* [Records for the task]
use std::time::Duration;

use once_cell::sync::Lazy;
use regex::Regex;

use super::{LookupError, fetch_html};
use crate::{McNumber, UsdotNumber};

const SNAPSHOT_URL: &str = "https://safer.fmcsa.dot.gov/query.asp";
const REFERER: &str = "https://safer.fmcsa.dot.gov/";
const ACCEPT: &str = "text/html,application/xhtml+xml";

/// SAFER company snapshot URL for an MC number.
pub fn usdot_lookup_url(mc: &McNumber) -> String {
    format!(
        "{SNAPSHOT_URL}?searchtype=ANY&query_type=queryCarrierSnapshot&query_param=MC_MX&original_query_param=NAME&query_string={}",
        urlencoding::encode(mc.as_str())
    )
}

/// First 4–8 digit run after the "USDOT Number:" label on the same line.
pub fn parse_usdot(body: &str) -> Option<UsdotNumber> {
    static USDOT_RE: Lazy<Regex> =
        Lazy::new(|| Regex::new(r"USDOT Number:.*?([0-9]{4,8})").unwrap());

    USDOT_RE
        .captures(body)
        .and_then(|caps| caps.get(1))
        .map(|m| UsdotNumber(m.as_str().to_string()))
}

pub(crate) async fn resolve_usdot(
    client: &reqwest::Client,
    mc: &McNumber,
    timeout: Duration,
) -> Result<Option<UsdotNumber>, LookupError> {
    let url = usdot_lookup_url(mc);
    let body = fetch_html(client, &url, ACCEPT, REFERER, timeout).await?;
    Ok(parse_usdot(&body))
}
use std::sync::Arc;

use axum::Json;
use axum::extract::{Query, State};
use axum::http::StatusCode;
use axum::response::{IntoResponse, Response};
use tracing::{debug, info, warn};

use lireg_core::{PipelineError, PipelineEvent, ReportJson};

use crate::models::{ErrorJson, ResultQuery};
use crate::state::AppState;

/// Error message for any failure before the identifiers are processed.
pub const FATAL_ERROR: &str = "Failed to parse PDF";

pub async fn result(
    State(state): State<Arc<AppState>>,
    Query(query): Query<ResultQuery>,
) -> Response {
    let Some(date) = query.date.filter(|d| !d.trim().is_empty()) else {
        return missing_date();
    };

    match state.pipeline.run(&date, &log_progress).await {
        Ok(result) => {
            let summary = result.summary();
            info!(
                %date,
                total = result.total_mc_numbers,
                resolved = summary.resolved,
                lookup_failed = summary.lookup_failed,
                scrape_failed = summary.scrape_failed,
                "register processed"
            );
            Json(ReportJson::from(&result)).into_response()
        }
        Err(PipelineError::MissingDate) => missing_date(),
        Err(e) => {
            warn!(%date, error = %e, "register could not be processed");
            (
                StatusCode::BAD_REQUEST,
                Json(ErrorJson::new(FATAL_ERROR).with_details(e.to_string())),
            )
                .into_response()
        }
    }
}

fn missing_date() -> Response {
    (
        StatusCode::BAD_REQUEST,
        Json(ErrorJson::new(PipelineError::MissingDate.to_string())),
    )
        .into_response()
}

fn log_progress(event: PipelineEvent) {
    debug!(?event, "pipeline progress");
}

* [Problem statement]
Lines holding the string "axum" must be copied out of the entries above.

* [Your solution]
use axum::Json;
use axum::extract::{Query, State};
use axum::http::StatusCode;
use axum::response::{IntoResponse, Response};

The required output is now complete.